Complete guidePowerPoint to PDF Converter
PowerPoint to PDF distributes decks universally—reviewers on tablets, hiring committees, and students can view slides without compatibility issues.
Why PDF handouts persist
PDF prevents accidental edits during review cycles and preserves fonts when recipients lack your corporate typefaces.
Export settings mindset
Decide whether you need high-resolution imagery for print posters or smaller files for email. Compress media inside PowerPoint before PDF export when size matters.
Accessibility
Slide titles and reading order should make sense when exported. Check tags if you publish PDFs to the web.
Privacy
Speaker notes and comments may be included depending on export options—strip them when sharing externally.
Best practices
- Hyperlink agenda pages for long decks.
- Password-protect if the PDF replaces a live pitch temporarily.

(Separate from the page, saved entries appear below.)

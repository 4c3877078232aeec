use std::io::SeekFrom;
use std::path::{Path, PathBuf};

use tokio::io::{AsyncReadExt, AsyncSeekExt};

use crate::TransferError;
use crate::types::Chunk;

/// Reads a source file in bounded chunks at caller-chosen offsets.
///
/// The cursor is repositioned on every read, so nothing is assumed about
/// where the previous connection left it.
pub struct ChunkReader {
    file: tokio::fs::File,
    path: PathBuf,
    chunk_size: usize,
    file_size: u64,
}

impl ChunkReader {
    /// Opens `path` for chunked reading.
    ///
    /// If `chunk_size` is 0, a 4 KiB default applies.
    pub async fn open(path: &Path, chunk_size: usize) -> Result<Self, TransferError> {
        let file = tokio::fs::File::open(path).await?;
        let file_size = file.metadata().await?.len();
        let chunk_size = if chunk_size == 0 {
            DEFAULT_CHUNK_SIZE
        } else {
            chunk_size
        };
        Ok(Self {
            file,
            path: path.to_path_buf(),
            chunk_size,
            file_size,
        })
    }

    /// Reads the chunk starting at `offset`. Returns `None` at or past EOF.
    ///
    /// The chunk is `min(chunk_size, file_size - offset)` bytes; a source
    /// that shrank underneath us is reported as [`TransferError::SourceChanged`].
    pub async fn read_at(&mut self, offset: u64) -> Result<Option<Chunk>, TransferError> {
        if offset >= self.file_size {
            return Ok(None);
        }

        let remaining = self.file_size - offset;
        let want = remaining.min(self.chunk_size as u64) as usize;
        self.file.seek(SeekFrom::Start(offset)).await?;

        let mut data = vec![0u8; want];
        let mut filled = 0;
        while filled < want {
            let n = self.file.read(&mut data[filled..]).await?;
            if n == 0 {
                return Err(TransferError::SourceChanged {
                    offset,
                    expected: want,
                    actual: filled,
                });
            }
            filled += n;
        }

        Ok(Some(Chunk { offset, data }))
    }

    /// Total file size in bytes, fixed when the reader was opened.
    pub fn file_size(&self) -> u64 {
        self.file_size
    }

    pub fn chunk_size(&self) -> usize {
        self.chunk_size
    }

    pub fn path(&self) -> &Path {
        &self.path
    }
}

const DEFAULT_CHUNK_SIZE: usize = 4096;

Frequently asked questions
- Animations in PDF?
- They appear as static slides unless you export to video instead.
- Embedded fonts missing?
- Embed fonts in PowerPoint before converting to avoid substitutions.
- Can I print speaker notes separately?
- Use PowerPoint’s notes pages layout before PDF export if notes must travel.
- Large file after export?
- Compress images, flatten complex vector art, or run compress-pdf afterward.
- Should I include slide transitions?
- PDF viewers ignore transitions—design for static readability.